Together with his knowledge of the Russian language and prevailing conditions, on 19 October 1917 he was promoted Acting Captain and appointed as naval attaché to the British Embassy in the tense revolutionary city of Petrograd (Saint Petersburg), Russia. Highly respected among Russia's elite, his diplomatic tact, during the Russian Revolution, earned him much respect from the extremists for his fairness. In April 1918, after the Germans had secured control over the Baltic coast, he was responsible for the evacuation and scuttling of the British Baltic submarines.

===Death defending the British embassy in Petrograd===
Prior to the embassy incident that resulted his death, Moscow authorities claimed to have received a report suggesting a connection between various counter-revolutionary organizations in the British government and the embassy in Petrograd, and the Bolshevik-government commissioner M. Hillier had been instructed to investigate this report. It had been supposed that the anti-Bolshevik counter-revolutionists Boris Savinkov and Maximilian Filonenko, who had contacts with British Secret Intelligence Service agents, were being aided and hiding in the British embassy. Other accounts and sources, however, reveal that meetings with other Russian members of the counter-revolution were at that time taking place, namely with the former imperial Tsarist officers Lieutenant Sabir and Colonel Steckelmann.
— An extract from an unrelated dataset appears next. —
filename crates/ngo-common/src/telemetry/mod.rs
//! Telemetry and tracing setup

mod tracing_setup;

pub use tracing_setup::{try_init_tracing, TracingConfig, TracingError};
On 31 August 1918, commissioner Hillier and a detachment of Cheka "scouts", the Bolshevik secret police, went to the British embassy in Petrograd. On entering the building, shouting in Russian and crashing doors, which echoed up from the embassy ground floor where staff were working, Captain Cromie glanced out from his office's first floor window, saw trucks and, over on the Neva river, patrol boats facing the embassy building with weapons trained. Clearly expecting trouble, he pulled out his revolver, and leaving a meeting with three operatives in his office, went out into the first floor hallway passage. Other accounts and sources, however, reveal Captain Cromie was having tea with the British chaplain, Mr. Lombard, and he had stepped out of the room to return in a short moment. Some Cheka scouts were now also proceeding up onto the embassy first floor, panic and protests broke out, and they were met with gunfire. One Cheka scout was killed and another wounded. According to the Cheka scouts' report of events and a dispatch received from Moscow quoting Russia's political newspaper Pravda; a fight had ensued in the corridor and the Cheka scouts were obliged to return gunfire. During the ferocious embassy shootout, naval attaché Captain Cromie, received a fatal gunshot or gunshots, and eventually died where he fell, on the grand embassy staircase. Cheka scouts continued searching the embassy building, and with their rifle butts repelled embassy staff from getting close to the corpse of Captain Cromie, which the Cheka had looted and trampled. The police then entered the British embassy, and 40 embassy persons were arrested, mostly British subjects, including Prince Schaschowsky. It was alleged that weapons and compromising documents were found on the embassy premises.

British Foreign Office advices declared that attaché Captain Cromie opposed the Bolshevik troops and killed three soldiers with his own hands. Cromie was killed and his corpse mutilated. Documents at the embassy were destroyed. It was feared similar outrages would be committed against the French embassy in Petrograd and that precautionary measures had been taken including the arrival of French soldiers, the Foreign Office said.

On 3 September 1918, American Consul Haynes (the first American Consul of career) at Helsinki in Finland, officially reported the murder of Captain Cromie and the attack on the British embassy to the United States Department of State, that the entirety of British embassy personnel in Petrograd had been arrested, and similar arrests had simultaneously taken place in Moscow.

===British outrage at embassy attack and killing===
The embassy attack and killing of naval attaché Captain Cromie was reported with intense indignation by the British news media. The British media channelled outrage at the Bolsheviks' "lawlessness", acts committed against British subjects, and the murder of Captain Cromie, prompting reprisals. In London, the Bolshevik representative Maxim Litvinov and his staff had been placed by the British government "under preventive arrest" and taken to Brixton Prison "until all British representatives in Bolshevik Russia had been set at liberty and allowed to proceed to the Finnish border unmolested." Following events, the British embassy was subsequently shut down, and the embassy staff were withdrawn from service in Petrograd.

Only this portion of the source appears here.